Data is a key component in nearly every industry. Global sports have evolved as well, with teams and managers becoming more open to utilizing data for a competitive advantage 스포츠분석. Billy Beane is one of the most well-known examples of Sports Data Analytics. Billy Beane, the General Manager of the Oakland Athletics used sabermetrics such as on-base percentage to sign players at low prices.
Thanks to increased processing power, Machine Learning principles, and Artificial Intelligence (AI), the marriage of Technology and Sports Data Analytics has opened up new opportunities for teams to assess every detail about players. Wearable sensors and cloud processing power have made it possible to collect data for both current games as well as past ones. Wearable technology is now being developed by some of the largest tech companies in the world to help them evaluate player performance and their metrics. They can also monitor their fitness in great detail.

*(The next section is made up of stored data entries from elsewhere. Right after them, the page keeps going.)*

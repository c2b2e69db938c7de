use axum::{
    http::StatusCode,
    response::{IntoResponse, Response},
    Json,
};
use serde::{Deserialize, Serialize};

use crate::mutation::MutationError;

/// Error response type
#[derive(Debug, Serialize, Deserialize, utoipa::ToSchema)]
pub struct ErrorResponse {
    pub error: String,
    /// Underlying cause, present on 500 responses
    #[serde(default, skip_serializing_if = "Option::is_none")]
    pub message: Option<String>,
}

/// Response type for health check endpoint
#[derive(Serialize, Deserialize, utoipa::ToSchema)]
pub struct HealthResponse {
    pub status: String,
}

/// Response type for unhealthy status
#[derive(Serialize, Deserialize, utoipa::ToSchema)]
pub struct UnhealthyResponse {
    pub status: String,
    pub error: String,
}

/// Custom error type for API endpoints
///
/// Every failure on every endpoint ends up here and is rendered as a JSON
/// body with at least an `error` field.
#[derive(Debug)]
pub enum ApiError {
    /// Missing or wrong bearer token
    Unauthorized,
    /// No webhook secret configured on the server
    ServerMisconfigured,
    /// Request body is not valid JSON
    JsonError(serde_json::Error),
    /// Webhook payload rejected
    Mutation(MutationError),
    /// Key-value backend read or write failed
    StorageUnavailable(anyhow::Error),
    /// No route matches the path
    NotFound(String),
    /// Route exists but not for this method
    MethodNotAllowed(String),
}

impl IntoResponse for ApiError {
    fn into_response(self) -> Response {
        let (status, error, message) = match self {
            ApiError::Unauthorized => (
                StatusCode::UNAUTHORIZED,
                "Unauthorized".to_string(),
                None,
            ),
            ApiError::ServerMisconfigured => (
                StatusCode::INTERNAL_SERVER_ERROR,
                "Server misconfigured: WEBHOOK_SECRET is not set".to_string(),
                None,
            ),
            ApiError::JsonError(err) => (
                StatusCode::BAD_REQUEST,
                format!("JSON parse error: {}", err),
                None,
            ),
            ApiError::Mutation(err) => (StatusCode::BAD_REQUEST, err.to_string(), None),
            ApiError::StorageUnavailable(err) => (
                StatusCode::INTERNAL_SERVER_ERROR,
                "Storage unavailable".to_string(),
                Some(format!("{:#}", err)),
            ),
            ApiError::NotFound(path) => (
                StatusCode::NOT_FOUND,
                format!("Not found: {}", path),
                None,
            ),
            ApiError::MethodNotAllowed(method) => (
                StatusCode::METHOD_NOT_ALLOWED,
                format!("Method not allowed: {}", method),
                None,
            ),
        };

        if status.is_server_error() {
            tracing::error!("{} {}: {}", status.as_u16(), error, message.as_deref().unwrap_or(""));
        } else {
            tracing::warn!("{} {}", status.as_u16(), error);
        }

        (status, Json(ErrorResponse { error, message })).into_response()
    }
}

impl From<MutationError> for ApiError {
    fn from(err: MutationError) -> Self {
        ApiError::Mutation(err)
    }
}

impl From<anyhow::Error> for ApiError {
    fn from(err: anyhow::Error) -> Self {
        ApiError::StorageUnavailable(err)
    }
}

impl From<serde_json::Error> for ApiError {
    fn from(err: serde_json::Error) -> Self {
        ApiError::JsonError(err)
    }
}
// Route path constants - single source of truth for all API paths

pub const HEALTH: &str = "/health";
pub const LINKS: &str = "/api/links";
pub const WEBHOOK: &str = "/api/webhook";
pub const OPENAPI_JSON: &str = "/api-docs/openapi.json";
pub const SWAGGER_UI: &str = "/swagger-ui";
pub mod health;
pub mod links;
pub mod webhook;

pub use health::health_handler;
pub use links::links_handler;
pub use webhook::webhook_handler;

use axum::http::{Method, StatusCode, Uri};

use crate::error::ApiError;

/// OPTIONS endpoint kept under each route's CORS layer
///
/// The CORS layer answers OPTIONS itself. Without a registered OPTIONS method
/// the router would send it to the method-not-allowed fallback, which sits
/// outside the per-route layer.
pub async fn preflight_handler() -> StatusCode {
    StatusCode::OK
}

/// Fallback for paths with no route
pub async fn not_found_handler(uri: Uri) -> ApiError {
    ApiError::NotFound(uri.path().to_string())
}

/// Fallback for known paths hit with an unsupported method
pub async fn method_not_allowed_handler(method: Method) -> ApiError {
    ApiError::MethodNotAllowed(method.to_string())
}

The sensors and devices are available in a variety of sizes. The sensors can be installed on sports equipment, such as balls and bats, or in shoes. They don’t have to be stuck onto the body of players. The data is transferred in real-time, allowing coaches on the sidelines to make informed decisions and monitor performances. The fault-tolerant architecture ensures that data is consistent and secure. Hevo offers a fully automated and efficient solution for managing data in real-time and having data that is ready for analysis.
Sports Data Analytics is used by the backroom staff more than ever, mainly because it makes it easier to predict key events. It can also be used to make big decisions. This is especially true when a team wants to purchase a high-profile player. Sports Data Analytics is useful for the following purposes:
Sports Data Analytics is becoming more accurate as wearable technology becomes more prevalent in sports. You can see from the graph that a study using Zephyr BioHarness Wearable Technology was conducted to gain more insight into how to predict and avoid injuries by assessing overall mechanical load and BMI.
It is possible to identify players who are at a greater risk of injury. This allows fitness staff to adjust their exertion levels, and enroll them into conditioning programs as needed. To assess the likelihood of injuries, Logarithmic Regression via Binomial Distribution models is commonly used.